An accurate, complete copy of the records below is required.
Provided data section start
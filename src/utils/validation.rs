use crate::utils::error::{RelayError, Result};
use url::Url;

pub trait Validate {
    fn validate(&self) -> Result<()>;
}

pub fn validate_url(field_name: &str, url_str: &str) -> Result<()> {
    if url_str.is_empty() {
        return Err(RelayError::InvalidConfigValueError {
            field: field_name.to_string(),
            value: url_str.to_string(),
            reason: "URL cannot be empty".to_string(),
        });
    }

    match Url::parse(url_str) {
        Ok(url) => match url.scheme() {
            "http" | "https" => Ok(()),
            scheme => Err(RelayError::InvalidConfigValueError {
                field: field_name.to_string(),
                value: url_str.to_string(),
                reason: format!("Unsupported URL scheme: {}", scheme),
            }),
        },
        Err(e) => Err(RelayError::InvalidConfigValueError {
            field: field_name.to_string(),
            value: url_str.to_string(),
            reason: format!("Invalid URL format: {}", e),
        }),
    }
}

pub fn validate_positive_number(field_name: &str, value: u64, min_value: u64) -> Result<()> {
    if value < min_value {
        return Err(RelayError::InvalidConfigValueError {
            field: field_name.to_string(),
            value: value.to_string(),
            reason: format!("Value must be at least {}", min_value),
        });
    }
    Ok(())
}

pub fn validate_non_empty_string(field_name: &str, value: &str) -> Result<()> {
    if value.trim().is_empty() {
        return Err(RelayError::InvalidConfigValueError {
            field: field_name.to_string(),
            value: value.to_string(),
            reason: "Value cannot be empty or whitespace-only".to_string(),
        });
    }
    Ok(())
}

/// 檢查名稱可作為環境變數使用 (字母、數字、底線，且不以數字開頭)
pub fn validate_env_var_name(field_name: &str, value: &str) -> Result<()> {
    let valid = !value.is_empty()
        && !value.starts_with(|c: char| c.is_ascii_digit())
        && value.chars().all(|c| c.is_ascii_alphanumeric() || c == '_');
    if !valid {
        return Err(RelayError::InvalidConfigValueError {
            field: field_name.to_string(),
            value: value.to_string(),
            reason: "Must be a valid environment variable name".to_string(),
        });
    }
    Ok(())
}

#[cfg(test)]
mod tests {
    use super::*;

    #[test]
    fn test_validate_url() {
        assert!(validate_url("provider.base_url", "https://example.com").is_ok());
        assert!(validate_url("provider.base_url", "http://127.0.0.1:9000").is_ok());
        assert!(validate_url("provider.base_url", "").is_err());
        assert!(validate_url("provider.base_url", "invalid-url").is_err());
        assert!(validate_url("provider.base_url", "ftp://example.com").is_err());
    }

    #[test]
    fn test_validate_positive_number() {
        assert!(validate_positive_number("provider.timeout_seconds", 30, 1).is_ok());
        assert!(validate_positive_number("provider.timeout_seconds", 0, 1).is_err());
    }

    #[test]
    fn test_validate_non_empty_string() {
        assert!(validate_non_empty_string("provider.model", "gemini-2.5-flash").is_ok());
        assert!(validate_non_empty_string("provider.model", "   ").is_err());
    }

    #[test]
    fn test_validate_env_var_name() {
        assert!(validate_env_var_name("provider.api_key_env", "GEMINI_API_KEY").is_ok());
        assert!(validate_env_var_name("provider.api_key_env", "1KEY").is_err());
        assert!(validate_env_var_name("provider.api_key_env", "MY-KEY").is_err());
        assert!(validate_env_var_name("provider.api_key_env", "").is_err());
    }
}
Provided data section end
* [Task response]
filename src/utils/validation.rs
use crate::utils::error::{RelayError, Result};
use url::Url;

pub trait Validate {
    fn validate(&self) -> Result<()>;
}

pub fn validate_url(field_name: &str, url_str: &str) -> Result<()> {
    if url_str.is_empty() {
        return Err(RelayError::InvalidConfigValueError {
            field: field_name.to_string(),
            value: url_str.to_string(),
            reason: "URL cannot be empty".to_string(),
        });
    }

    match Url::parse(url_str) {
        Ok(url) => match url.scheme() {
            "http" | "https" => Ok(()),
            scheme => Err(RelayError::InvalidConfigValueError {
                field: field_name.to_string(),
                value: url_str.to_string(),
                reason: format!("Unsupported URL scheme: {}", scheme),
            }),
        },
        Err(e) => Err(RelayError::InvalidConfigValueError {
            field: field_name.to_string(),
            value: url_str.to_string(),
            reason: format!("Invalid URL format: {}", e),
        }),
    }
}

pub fn validate_positive_number(field_name: &str, value: u64, min_value: u64) -> Result<()> {
    if value < min_value {
        return Err(RelayError::InvalidConfigValueError {
            field: field_name.to_string(),
            value: value.to_string(),
            reason: format!("Value must be at least {}", min_value),
        });
    }
    Ok(())
}

pub fn validate_non_empty_string(field_name: &str, value: &str) -> Result<()> {
    if value.trim().is_empty() {
        return Err(RelayError::InvalidConfigValueError {
            field: field_name.to_string(),
            value: value.to_string(),
            reason: "Value cannot be empty or whitespace-only".to_string(),
        });
    }
    Ok(())
}

/// 檢查名稱可作為環境變數使用 (字母、數字、底線，且不以數字開頭)
pub fn validate_env_var_name(field_name: &str, value: &str) -> Result<()> {
    let valid = !value.is_empty()
        && !value.starts_with(|c: char| c.is_ascii_digit())
        && value.chars().all(|c| c.is_ascii_alphanumeric() || c == '_');
    if !valid {
        return Err(RelayError::InvalidConfigValueError {
            field: field_name.to_string(),
            value: value.to_string(),
            reason: "Must be a valid environment variable name".to_string(),
        });
    }
    Ok(())
}

#[cfg(test)]
mod tests {
    use super::*;

    #[test]
    fn test_validate_url() {
        assert!(validate_url("provider.base_url", "https://example.com").is_ok());
        assert!(validate_url("provider.base_url", "http://127.0.0.1:9000").is_ok());
        assert!(validate_url("provider.base_url", "").is_err());
        assert!(validate_url("provider.base_url", "invalid-url").is_err());
        assert!(validate_url("provider.base_url", "ftp://example.com").is_err());
    }

    #[test]
    fn test_validate_positive_number() {
        assert!(validate_positive_number("provider.timeout_seconds", 30, 1).is_ok());
        assert!(validate_positive_number("provider.timeout_seconds", 0, 1).is_err());
    }

    #[test]
    fn test_validate_non_empty_string() {
        assert!(validate_non_empty_string("provider.model", "gemini-2.5-flash").is_ok());
        assert!(validate_non_empty_string("provider.model", "   ").is_err());
    }

    #[test]
    fn test_validate_env_var_name() {
        assert!(validate_env_var_name("provider.api_key_env", "GEMINI_API_KEY").is_ok());
        assert!(validate_env_var_name("provider.api_key_env", "1KEY").is_err());
        assert!(validate_env_var_name("provider.api_key_env", "MY-KEY").is_err());
        assert!(validate_env_var_name("provider.api_key_env", "").is_err());
    }
}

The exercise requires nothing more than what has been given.